Copy the entries that follow, exactly and completely.

Entries taken from a collection
>>>>>
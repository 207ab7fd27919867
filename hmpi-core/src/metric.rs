use std::borrow::Borrow;
use std::fmt;

use serde::{Deserialize, Serialize};

/// Short code naming a regulated substance, e.g. `Pb`.
#[derive(Clone, Debug, PartialEq, Eq, Hash, PartialOrd, Ord, Serialize, Deserialize)]
#[serde(transparent)]
pub struct MetricId(String);

impl MetricId {
    pub fn new(id: impl Into<String>) -> Self {
        MetricId(id.into())
    }

    pub fn as_str(&self) -> &str {
        &self.0
    }
}

impl fmt::Display for MetricId {
    fn fmt(&self, f: &mut fmt::Formatter<'_>) -> fmt::Result {
        f.write_str(&self.0)
    }
}

impl Borrow<str> for MetricId {
    fn borrow(&self) -> &str {
        &self.0
    }
}

impl From<&str> for MetricId {
    fn from(v: &str) -> Self {
        MetricId(v.to_string())
    }
}

impl From<String> for MetricId {
    fn from(v: String) -> Self {
        MetricId(v)
    }
}

// Column keywords per element symbol, already lowercased and stripped of
// separators. `Pb_conc`, `LEAD` and `pb` all resolve to `Pb`.
const METAL_KEYWORDS: [(&str, &str, &[&str]); 10] = [
    ("Hg", "Mercury", &["hg", "mercury", "hgconc", "mercuryconc", "merc"]),
    ("Pb", "Lead", &["pb", "lead", "pbconc", "leadconc"]),
    ("Cd", "Cadmium", &["cd", "cadmium", "cdconc"]),
    ("As", "Arsenic", &["as", "arsenic", "asconc"]),
    ("Cr", "Chromium", &["cr", "chromium", "crconc"]),
    ("Ni", "Nickel", &["ni", "nickel", "niconc"]),
    ("Cu", "Copper", &["cu", "copper", "cuconc"]),
    ("Zn", "Zinc", &["zn", "zinc", "znconc"]),
    ("Fe", "Iron", &["fe", "iron", "feconc"]),
    ("Mn", "Manganese", &["mn", "manganese", "mnconc"]),
];

/// Resolve a raw column name to its element symbol, if it names a known metal.
pub fn canonical_metric(raw: &str) -> Option<&'static str> {
    let key: String = raw
        .chars()
        .filter(char::is_ascii_alphanumeric)
        .map(|c| c.to_ascii_lowercase())
        .collect();
    METAL_KEYWORDS
        .iter()
        .find(|(_, _, keywords)| keywords.contains(&key.as_str()))
        .map(|(symbol, _, _)| *symbol)
}

/// English element name for a symbol, e.g. `Lead` for `Pb`.
pub fn element_name(symbol: &str) -> Option<&'static str> {
    METAL_KEYWORDS
        .iter()
        .find(|(s, _, _)| *s == symbol)
        .map(|(_, name, _)| *name)
}

#[cfg(test)]
mod tests {
    use super::*;

    #[test]
    fn keywords_resolve_regardless_of_case_and_separators() {
        assert_eq!(canonical_metric("Lead"), Some("Pb"));
        assert_eq!(canonical_metric("pb_conc"), Some("Pb"));
        assert_eq!(canonical_metric("HG"), Some("Hg"));
        assert_eq!(canonical_metric("Mercury-Conc"), Some("Hg"));
        assert_eq!(canonical_metric("Zn"), Some("Zn"));
    }

    #[test]
    fn unknown_columns_do_not_resolve() {
        assert_eq!(canonical_metric("Uranium"), None);
        assert_eq!(canonical_metric("Latitude"), None);
        assert_eq!(canonical_metric(""), None);
    }

    #[test]
    fn element_names_follow_symbols() {
        assert_eq!(element_name("Cd"), Some("Cadmium"));
        assert_eq!(element_name("Xx"), None);
    }
}
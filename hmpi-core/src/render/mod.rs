//! Renderer adapters.
//!
//! Everything here is a pure projection of a [`DatasetView`](crate::view::DatasetView):
//! column order, cell tiers and color scales come from the view and are
//! never re-derived, so a table cell and a chart bar always agree.

pub mod chart;
pub mod csv;
pub mod heatmap;
pub mod map;
pub mod palette;
pub mod summary;
pub mod svg;
pub mod table;

/// Format a concentration for display:
/// - near-integers (1e-9) without decimals
/// - otherwise up to 4 decimals with trailing zeros trimmed
pub fn format_value(v: f64) -> String {
    if (v - v.round()).abs() < 1e-9 {
        format!("{:.0}", v)
    } else {
        let s = format!("{:.4}", v);
        let s = s.trim_end_matches('0').trim_end_matches('.');
        if s == "0" || s == "-0" {
            // below display precision
            format!("{:.1e}", v)
        } else {
            s.to_string()
        }
    }
}

#[cfg(test)]
mod tests {
    use super::format_value;

    #[test]
    fn values_are_trimmed() {
        assert_eq!(format_value(2.0), "2");
        assert_eq!(format_value(0.05), "0.05");
        assert_eq!(format_value(0.0025), "0.0025");
        assert_eq!(format_value(1.23456), "1.2346");
        assert_eq!(format_value(0.0), "0");
    }

    #[test]
    fn tiny_values_switch_to_scientific() {
        assert_eq!(format_value(0.00002), "2.0e-5");
    }
}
<<<<<
EXERCISE SOLUTION:
repository 207ab7fd27919867
filename hmpi-core/src/metric.rs
use std::borrow::Borrow;
use std::fmt;

use serde::{Deserialize, Serialize};

/// Short code naming a regulated substance, e.g. `Pb`.
#[derive(Clone, Debug, PartialEq, Eq, Hash, PartialOrd, Ord, Serialize, Deserialize)]
#[serde(transparent)]
pub struct MetricId(String);

impl MetricId {
    pub fn new(id: impl Into<String>) -> Self {
        MetricId(id.into())
    }

    pub fn as_str(&self) -> &str {
        &self.0
    }
}

impl fmt::Display for MetricId {
    fn fmt(&self, f: &mut fmt::Formatter<'_>) -> fmt::Result {
        f.write_str(&self.0)
    }
}

impl Borrow<str> for MetricId {
    fn borrow(&self) -> &str {
        &self.0
    }
}

impl From<&str> for MetricId {
    fn from(v: &str) -> Self {
        MetricId(v.to_string())
    }
}

impl From<String> for MetricId {
    fn from(v: String) -> Self {
        MetricId(v)
    }
}

// Column keywords per element symbol, already lowercased and stripped of
// separators. `Pb_conc`, `LEAD` and `pb` all resolve to `Pb`.
const METAL_KEYWORDS: [(&str, &str, &[&str]); 10] = [
    ("Hg", "Mercury", &["hg", "mercury", "hgconc", "mercuryconc", "merc"]),
    ("Pb", "Lead", &["pb", "lead", "pbconc", "leadconc"]),
    ("Cd", "Cadmium", &["cd", "cadmium", "cdconc"]),
    ("As", "Arsenic", &["as", "arsenic", "asconc"]),
    ("Cr", "Chromium", &["cr", "chromium", "crconc"]),
    ("Ni", "Nickel", &["ni", "nickel", "niconc"]),
    ("Cu", "Copper", &["cu", "copper", "cuconc"]),
    ("Zn", "Zinc", &["zn", "zinc", "znconc"]),
    ("Fe", "Iron", &["fe", "iron", "feconc"]),
    ("Mn", "Manganese", &["mn", "manganese", "mnconc"]),
];

/// Resolve a raw column name to its element symbol, if it names a known metal.
pub fn canonical_metric(raw: &str) -> Option<&'static str> {
    let key: String = raw
        .chars()
        .filter(char::is_ascii_alphanumeric)
        .map(|c| c.to_ascii_lowercase())
        .collect();
    METAL_KEYWORDS
        .iter()
        .find(|(_, _, keywords)| keywords.contains(&key.as_str()))
        .map(|(symbol, _, _)| *symbol)
}

/// English element name for a symbol, e.g. `Lead` for `Pb`.
pub fn element_name(symbol: &str) -> Option<&'static str> {
    METAL_KEYWORDS
        .iter()
        .find(|(s, _, _)| *s == symbol)
        .map(|(_, name, _)| *name)
}

#[cfg(test)]
mod tests {
    use super::*;

    #[test]
    fn keywords_resolve_regardless_of_case_and_separators() {
        assert_eq!(canonical_metric("Lead"), Some("Pb"));
        assert_eq!(canonical_metric("pb_conc"), Some("Pb"));
        assert_eq!(canonical_metric("HG"), Some("Hg"));
        assert_eq!(canonical_metric("Mercury-Conc"), Some("Hg"));
        assert_eq!(canonical_metric("Zn"), Some("Zn"));
    }

    #[test]
    fn unknown_columns_do_not_resolve() {
        assert_eq!(canonical_metric("Uranium"), None);
        assert_eq!(canonical_metric("Latitude"), None);
        assert_eq!(canonical_metric(""), None);
    }

    #[test]
    fn element_names_follow_symbols() {
        assert_eq!(element_name("Cd"), Some("Cadmium"));
        assert_eq!(element_name("Xx"), None);
    }
}
filename hmpi-core/src/render/mod.rs
//! Renderer adapters.
//!
//! Everything here is a pure projection of a [`DatasetView`](crate::view::DatasetView):
//! column order, cell tiers and color scales come from the view and are
//! never re-derived, so a table cell and a chart bar always agree.

pub mod chart;
pub mod csv;
pub mod heatmap;
pub mod map;
pub mod palette;
pub mod summary;
pub mod svg;
pub mod table;

/// Format a concentration for display:
/// - near-integers (1e-9) without decimals
/// - otherwise up to 4 decimals with trailing zeros trimmed
pub fn format_value(v: f64) -> String {
    if (v - v.round()).abs() < 1e-9 {
        format!("{:.0}", v)
    } else {
        let s = format!("{:.4}", v);
        let s = s.trim_end_matches('0').trim_end_matches('.');
        if s == "0" || s == "-0" {
            // below display precision
            format!("{:.1e}", v)
        } else {
            s.to_string()
        }
    }
}

#[cfg(test)]
mod tests {
    use super::format_value;

    #[test]
    fn values_are_trimmed() {
        assert_eq!(format_value(2.0), "2");
        assert_eq!(format_value(0.05), "0.05");
        assert_eq!(format_value(0.0025), "0.0025");
        assert_eq!(format_value(1.23456), "1.2346");
        assert_eq!(format_value(0.0), "0");
    }

    #[test]
    fn tiny_values_switch_to_scientific() {
        assert_eq!(format_value(0.00002), "2.0e-5");
    }
}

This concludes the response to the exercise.